Suite au décès tragique de la collégienne Lyhanna, âgée de 11 ans, des voix s'élèvent pour demander le rétablissement de la peine de mort, notamment pour les crimes touchant les enfants. Le porte-parole du Rassemblement national, Laurent Jacobelli, a déclaré le 15 juin sur franceinfo que, bien que son parti n'initiera pas un tel projet, il ne s'opposera pas à un éventuel référendum sur cette question si le peuple le décide.
Jacobelli a précisé que le RN ne proposera pas directement le rétablissement de la peine de mort, mais qu'un référendum d'initiative citoyenne (RIC) pourrait donner la voix aux citoyens. Ces déclarations s'inscrivent dans le contexte de l'affaire Lyhanna, où certains personnages politiques, comme Nicolas Dupont-Aignan, ont suggéré de "rouvrir le débat" sur la peine capitale pour les crimes infligés aux enfants.

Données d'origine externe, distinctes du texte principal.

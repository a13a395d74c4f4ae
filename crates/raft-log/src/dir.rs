//! # dir
//!
//! why: lay out the file-backed log on disk as generations named by their snapshot boundary
//! relations: used by log/file.rs for compaction, sequence/file.rs and snapshot/file.rs for file paths
//! what: LogDir, LogGeneration, RootDir with scratch directories and durable promotion

use raft_core::{LogError, Result};
use std::fs::{self, File, OpenOptions};
use std::io;
use std::path::{Path, PathBuf};
use tracing::{info, warn};

pub const FILE_NAME_SNAPSHOT: &str = "snapshot.ss";
pub const FILE_NAME_ENTRIES: &str = "entries.bin";
pub const FILE_NAME_ENTRY_INDEX: &str = "entries.idx";
pub const FILE_NAME_NODE_STORE: &str = "node.bin";

const DIR_NAME_GENERATING: &str = "generating";
const DIR_NAME_INSTALLING: &str = "installing";
const GENERATION_PREFIX: &str = "log-";

/// A directory holding one snapshot file plus its entries and index files
#[derive(Debug, Clone, PartialEq, Eq)]
pub struct LogDir {
    path: PathBuf,
}

impl LogDir {
    pub fn new(path: impl Into<PathBuf>) -> Self {
        Self { path: path.into() }
    }

    pub fn path(&self) -> &Path {
        &self.path
    }

    pub fn snapshot_file(&self) -> PathBuf {
        self.path.join(FILE_NAME_SNAPSHOT)
    }

    pub fn entries_file(&self) -> PathBuf {
        self.path.join(FILE_NAME_ENTRIES)
    }

    pub fn entry_index_file(&self) -> PathBuf {
        self.path.join(FILE_NAME_ENTRY_INDEX)
    }

    pub fn exists(&self) -> bool {
        self.path.is_dir()
    }

    pub fn has_snapshot(&self) -> bool {
        self.snapshot_file().is_file()
    }

    /// Create the directory with empty entries and index files
    pub fn initialize(&self) -> Result<()> {
        fs::create_dir_all(&self.path)?;
        for file in [self.entries_file(), self.entry_index_file()] {
            OpenOptions::new()
                .create(true)
                .truncate(false)
                .write(true)
                .open(file)?;
        }
        Ok(())
    }

    /// Flush every file in the directory and the directory entry list
    pub fn sync(&self) -> Result<()> {
        for file in [self.snapshot_file(), self.entries_file(), self.entry_index_file()] {
            if file.is_file() {
                File::open(&file)?.sync_all()?;
            }
        }
        sync_dir(&self.path)?;
        Ok(())
    }

    pub fn remove(&self) -> Result<()> {
        if self.exists() {
            fs::remove_dir_all(&self.path)?;
        }
        Ok(())
    }
}

/// A promoted log directory named `log-<last included index>`
#[derive(Debug, Clone, PartialEq, Eq)]
pub struct LogGeneration {
    dir: LogDir,
    last_included_index: u64,
}

impl LogGeneration {
    fn at(base: &Path, last_included_index: u64) -> Self {
        Self {
            dir: LogDir::new(base.join(format!("{}{}", GENERATION_PREFIX, last_included_index))),
            last_included_index,
        }
    }

    /// Recognise a generation directory by its name
    pub fn parse(path: &Path) -> Option<Self> {
        let name = path.file_name()?.to_str()?;
        let last_included_index = name.strip_prefix(GENERATION_PREFIX)?.parse().ok()?;
        Some(Self {
            dir: LogDir::new(path),
            last_included_index,
        })
    }

    pub fn last_included_index(&self) -> u64 {
        self.last_included_index
    }

    pub fn dir(&self) -> &LogDir {
        &self.dir
    }
}

/// Root directory of a file-backed log
#[derive(Debug, Clone)]
pub struct RootDir {
    base: PathBuf,
}

impl RootDir {
    /// Open (creating if needed) a root directory, discarding unfinished scratch directories
    pub fn open(base: impl Into<PathBuf>) -> Result<Self> {
        let base = base.into();
        fs::create_dir_all(&base)?;
        let root = Self { base };
        for name in [DIR_NAME_GENERATING, DIR_NAME_INSTALLING] {
            let scratch = LogDir::new(root.base.join(name));
            if scratch.exists() {
                warn!(
                    target: "raft::snapshot",
                    dir = %scratch.path().display(),
                    "removing unfinished scratch directory"
                );
                scratch.remove()?;
            }
        }
        Ok(root)
    }

    pub fn path(&self) -> &Path {
        &self.base
    }

    pub fn node_store_file(&self) -> PathBuf {
        self.base.join(FILE_NAME_NODE_STORE)
    }

    /// Fresh scratch directory for a locally generated snapshot
    pub fn dir_for_generating(&self) -> Result<LogDir> {
        self.fresh_dir(DIR_NAME_GENERATING)
    }

    /// Fresh scratch directory for a snapshot received from the leader
    pub fn dir_for_installing(&self) -> Result<LogDir> {
        self.fresh_dir(DIR_NAME_INSTALLING)
    }

    fn fresh_dir(&self, name: &str) -> Result<LogDir> {
        let dir = LogDir::new(self.base.join(name));
        dir.remove()?;
        dir.initialize()?;
        Ok(dir)
    }

    pub fn create_first_generation(&self) -> Result<LogGeneration> {
        let generation = LogGeneration::at(&self.base, 0);
        generation.dir.initialize()?;
        sync_dir(&self.base)?;
        Ok(generation)
    }

    /// All generations, oldest first
    pub fn generations(&self) -> Result<Vec<LogGeneration>> {
        let mut generations = Vec::new();
        for dir_entry in fs::read_dir(&self.base)? {
            let path = dir_entry?.path();
            if !path.is_dir() {
                continue;
            }
            if let Some(generation) = LogGeneration::parse(&path) {
                generations.push(generation);
            }
        }
        generations.sort_by_key(|g| g.last_included_index);
        Ok(generations)
    }

    pub fn latest_generation(&self) -> Result<Option<LogGeneration>> {
        Ok(self.generations()?.pop())
    }

    /// Durably turn a scratch directory into the generation for `last_included_index`
    pub fn promote(&self, dir: &LogDir, last_included_index: u64) -> Result<LogGeneration> {
        let generation = LogGeneration::at(&self.base, last_included_index);
        if generation.dir.exists() {
            return Err(LogError::IllegalState(format!(
                "generation directory {} already exists",
                generation.dir.path().display()
            )));
        }
        dir.sync()?;
        fs::rename(dir.path(), generation.dir.path())?;
        sync_dir(&self.base)?;
        info!(
            target: "raft::snapshot",
            from = %dir.path().display(),
            to = %generation.dir.path().display(),
            "promoted log directory"
        );
        Ok(generation)
    }

    /// Delete all but the newest `retained` generations
    pub fn prune(&self, retained: usize) -> Result<()> {
        let generations = self.generations()?;
        let excess = generations.len().saturating_sub(retained.max(1));
        for generation in &generations[..excess] {
            info!(
                target: "raft::snapshot",
                dir = %generation.dir.path().display(),
                "removing old generation"
            );
            generation.dir.remove()?;
        }
        if excess > 0 {
            sync_dir(&self.base)?;
        }
        Ok(())
    }
}

#[cfg(unix)]
pub(crate) fn sync_dir(path: &Path) -> io::Result<()> {
    File::open(path)?.sync_all()
}

#[cfg(not(unix))]
pub(crate) fn sync_dir(_path: &Path) -> io::Result<()> {
    Ok(())
}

Cette polémique ravive les débats autour de la peine de mort, qui, bien que largement abolie en France depuis 1981, suscite encore des opinions divisées au sein de la population. Des études, comme celles de l'INSEE, révèlent qu'une part significative de la population envisage de rétablir cette mesure pour des cas extrêmes.
Selon une enquête récente, plus de 40 % des Français se disent favorables à un retour de la peine capitale dans certains cas, un chiffre révélateur de l'inquiétude croissante face à la criminalité touchant les enfants. Ce sentiment est renforcé par des tragédies comme celle de Lyhanna, qui suscite des réactions émotionnelles fortes.
Des experts comme le criminologue Alain Bauer soulignent que la réponse à l’augmentation de la violence ne devrait pas passer par une mesure aussi radicale. Bauer, dans une récente interview, a affirmé que "le vrai défi réside dans la prévention et la réhabilitation des délinquants."